A Display Supply Chain Consultants (DSCC) report a few days ago claimed that Apple will enter the foldable smartphone market in 2026. The move is expected to turbocharge the foldables market, which will face stagnation next year. Dominated by Samsung and Huawei, the current foldable phone landscape has grown all it can without Apple. According to the report, the foldable iPhone is the holy grail event the market needs.
The claims make some sense, especially as rumors about foldable iPhones and iPads are heating up. Add to that the approaching 20th anniversary of Apple’s first-generation iPhone, and a foldable iPhone might be just the kind of design change Apple needs.
However, the DSCC report didn’t mention what type of design Apple chose. The only viable choices right now are the fold and flip form factors — either a smartphone that becomes a tablet, like the Galaxy Z Fold 6, or a clamshell foldable, like the Galaxy Z Flip 6. Apple could very well embrace both designs, just like Samsung did. Yes, we have double-fold foldables in the wild, but Apple would probably not consider them in the near future, especially if it wants to launch a foldable Mac/iPad in 2028.
Ross Young, the CEO of DSCC and a steady source of iPhone leaks, has answered questions about the type of foldable iPhone design Apple will choose, claiming that Apple is going with an iPhone Fold rather than an iPhone Flip.
The comments are buried in an X thread that followed the DSCC report last week. When a user asked whether Apple’s foldable iPhone would be a Flip, Fold, or both, Young answered with one word, “Fold.”
The display analyst then expanded on the comment, saying that Apple is going for a Fold-style “at the moment.”
The same user X user mentioned that most people expect Apple to make a Flip-type of foldable iPhone, asking Ross whether he was sure about Apple’s choice.
That’s when Young said that Apple reportedly canceled the Flip-type design. The foldable iPhone is a “7.x-inch Fold,” he said, adding that he doesn’t want to go into too many details about screen sizes on X.
Samsung also entered the foldable market with a Fold-type device, the ill-fated Galaxy Fold whose original design came with a few critical failures that Samsung had to push back the launch by several months.
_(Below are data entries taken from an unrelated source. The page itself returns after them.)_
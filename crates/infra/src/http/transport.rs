//! Transport port implementation over [`HttpClient`].
//!
//! Reconstructs stored queue requests into real HTTP calls. Non-2xx
//! statuses are returned as responses, never as errors — classification
//! (conflict vs retryable) is the orchestrator's concern. Only
//! transport-level failures surface as [`ApiError::Network`].

use async_trait::async_trait;
use reqwest::Method;
use tracing::debug;
use waypoint_core::Transport;
use waypoint_domain::{
    ApiError, HttpMethod, QueuedRequest, Result, TransportResponse,
};

use super::client::HttpClient;

/// Reqwest-backed transport executor for queued requests.
#[derive(Clone)]
pub struct HttpTransport {
    client: HttpClient,
    base_url: String,
}

impl HttpTransport {
    /// Create a transport rooted at the backend base URL (no trailing
    /// slash).
    pub fn new(client: HttpClient, base_url: impl Into<String>) -> Self {
        Self { client, base_url: base_url.into() }
    }

    fn method_for(method: HttpMethod) -> Method {
        match method {
            HttpMethod::Get => Method::GET,
            HttpMethod::Post => Method::POST,
            HttpMethod::Put => Method::PUT,
            HttpMethod::Patch => Method::PATCH,
            HttpMethod::Delete => Method::DELETE,
        }
    }
}

#[async_trait]
impl Transport for HttpTransport {
    async fn execute(&self, request: &QueuedRequest) -> Result<TransportResponse> {
        let url = format!("{}{}", self.base_url, request.path);
        let mut builder = self.client.request(Self::method_for(request.method), &url);

        if !request.query.is_empty() {
            builder = builder.query(&request.query);
        }
        for (key, value) in &request.headers {
            builder = builder.header(key, value);
        }
        if let Some(body) = &request.body {
            builder = builder.json(body);
        }

        let response = self.client.send(builder).await?;
        let status = response.status().as_u16();

        let text = response
            .text()
            .await
            .map_err(|e| ApiError::Network(format!("failed to read response body: {e}")))?;
        let body = if text.is_empty() {
            None
        } else {
            // Non-JSON bodies are preserved verbatim as a string value.
            Some(
                serde_json::from_str(&text)
                    .unwrap_or_else(|_| serde_json::Value::String(text)),
            )
        };

        debug!(%url, status, "Executed queued request");
        Ok(TransportResponse { status, body })
    }
}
Samsung perfected the Fold design in subsequent iterations. The first-gen Galaxy Z Flip arrived on the scene a year later.
While I favored the Fold design over the Flip, I changed my mind in recent years. I don’t think I need a tablet in my pocket. It’s clamshell phones like the Motorola Razr and the Galaxy Z Flip that made me dream of a foldable iPhone Flip device.
Take the 6.7-inch iPhone 16 Plus, which I struggled to carry in my pocket for nearly two months. Flip that phone, and it’s a different ball game.
On the other hand, given Apple’s rumored roadmap, an iPhone Fold makes sense. I explained why an iPhone 17 Air design is a key piece of the foldable iPhone puzzle. Also, I told you that Apple’s rumored 6-inch smart display device will pave the way for software interfaces and displays that could very well benefit a foldable iPhone in the future.
If Apple has settled on the Fold design for the first-gen foldable iPhone, we should see more leaks confirming Ross’s claims in the coming year.